As we have mentioned many times, the “dumb money” moniker does not mean that Speculators are always wrong.  It is that they are typically are wrong at turning points and key junctures in the underlying contract. Indeed, most of the large rallies in the bond market since the financial crisis accelerated in 2008 were preceded by some of the most extreme Speculator net-short positions in the history of the 10-Year.  Of course, one of the challenges in this data is identifying what constitutes an extreme.  However, in our present case, I think everyone can agree that the largest Speculator net-short position in history – by a wide margin – certainly fits the “extreme” bill.

Even so, another caveat that we must always mention when discussing this CFTC Commitment Of Traders analysis is that it is not foolproof.  A glance at the record net-long Speculator positioning going into the financial crisis is all the evidence one needs to conclude that. That said, their more recent history, as referenced above, has been much less successful. Therefore, we would not be banking on Speculators hitting the jackpot again.

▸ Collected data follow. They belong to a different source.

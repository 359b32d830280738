//! Item instances.
//!
//! An [`Item`] is one stack of a definition (`quantity` may be greater than
//! one). Durability is optional; items without it are unaffected by the
//! death penalty.

use serde::{Deserialize, Serialize};

fn default_quantity() -> u32 {
    1
}

/// A concrete item instance.
#[derive(Debug, Clone, PartialEq, Serialize, Deserialize)]
#[serde(rename_all = "camelCase")]
pub struct Item {
    /// Unique id of this instance.
    pub instance_id: String,
    /// Id of the item definition this instance was created from.
    pub definition: String,
    /// Display name.
    pub name: String,
    /// Stack size.
    #[serde(default = "default_quantity")]
    pub quantity: u32,
    /// Weight of a single unit.
    #[serde(default)]
    pub weight: f32,
    #[serde(default, skip_serializing_if = "Option::is_none")]
    pub durability: Option<f32>,
    #[serde(default, skip_serializing_if = "Option::is_none")]
    pub max_durability: Option<f32>,
}

impl Item {
    pub fn new(
        instance_id: impl Into<String>,
        definition: impl Into<String>,
        name: impl Into<String>,
    ) -> Self {
        Item {
            instance_id: instance_id.into(),
            definition: definition.into(),
            name: name.into(),
            quantity: 1,
            weight: 0.0,
            durability: None,
            max_durability: None,
        }
    }

    pub fn with_quantity(mut self, quantity: u32) -> Self {
        self.quantity = quantity;
        self
    }

    pub fn with_weight(mut self, weight: f32) -> Self {
        self.weight = weight;
        self
    }

    /// Give the item a durability track, starting at `max`.
    pub fn with_durability(mut self, max: f32) -> Self {
        self.durability = Some(max);
        self.max_durability = Some(max);
        self
    }

    /// Weight of the whole stack.
    pub fn total_weight(&self) -> f32 {
        self.weight * self.quantity as f32
    }

    /// Remove `percent` of the item's maximum durability, clamping at zero.
    ///
    /// Returns `false` when the item has no durability to lose.
    pub fn apply_durability_loss(&mut self, percent: f32) -> bool {
        let Some(current) = self.durability else {
            return false;
        };
        let base = self.max_durability.unwrap_or(current);
        let loss = base * percent.clamp(0.0, 100.0) / 100.0;
        self.durability = Some((current - loss).max(0.0));
        true
    }
}
//! Registry of timer handlers by kind.
//!
//! Maps the `kind` carried in a [`TimerData`](crate::resources::timerscheduler::TimerData)
//! to the registered system that handles it. Code that schedules a timer
//! looks its handler up here, and a snapshot restore uses the same table to
//! reattach handlers to timers that were saved without them.

use bevy_ecs::prelude::Resource;
use rustc_hash::FxHashMap;

use crate::resources::timerscheduler::TimerHandler;

/// Map of timer kinds to handler system IDs.
#[derive(Resource, Debug, Clone, Default)]
pub struct TimerHandlers {
    pub map: FxHashMap<String, TimerHandler>,
}

impl TimerHandlers {
    /// Create an empty table.
    pub fn new() -> Self {
        TimerHandlers {
            map: FxHashMap::default(),
        }
    }

    /// Register the handler for a timer kind, replacing any previous one.
    pub fn insert(&mut self, kind: impl Into<String>, handler: TimerHandler) {
        self.map.insert(kind.into(), handler);
    }

    /// Retrieve the handler for a kind, if present.
    pub fn get(&self, kind: impl AsRef<str>) -> Option<TimerHandler> {
        self.map.get(kind.as_ref()).copied()
    }

    pub fn contains(&self, kind: &str) -> bool {
        self.map.contains_key(kind)
    }
}
//! Corpse decay event.
//!
//! Triggered exactly once for every NPC corpse that expires, either because
//! its decay timer fired or because a restore found it already past due. By
//! the time observers run, the corpse is gone from its room and from the
//! [`CorpseStore`](crate::resources::corpsestore::CorpseStore).
//!
//! # Example
//!
//! ```ignore
//! world.add_observer(|trigger: On<CorpseDecayedEvent>| {
//!     let event = trigger.event();
//!     log::info!("{} can come back in {}", event.actor_id, event.room_id);
//! });
//! ```
//!
//! # Related
//!
//! - [`crate::systems::corpse::on_decay`] – emits this event
//! - [`crate::systems::respawn::respawn_on_decay_observer`] – turns it into a respawn

use bevy_ecs::prelude::*;

#[derive(Event, Debug, Clone, PartialEq, Eq)]
pub struct CorpseDecayedEvent {
    pub actor_id: String,
    pub actor_type: String,
    /// Room the actor should reappear in.
    pub room_id: String,
    pub corpse_id: String,
}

So will this huge short position result in a massive short-squeeze induced bond rally?  Only time will tell, although it is not necessarily the positioning that will spark the rally.  A short-squeeze is only unleashed by rising prices.  Therefore it will take a convincing bounce in bonds in order to persuade these folks to unwind their shorts.  As we mentioned last week, a break below the current level in the 10-Year yield, near 2.33%, may indeed result in a sizable pop in bond prices and spur the aforementioned unwind. 

Thus, this 10-Year test continues to be perhaps the most compelling development across the financial markets at this time.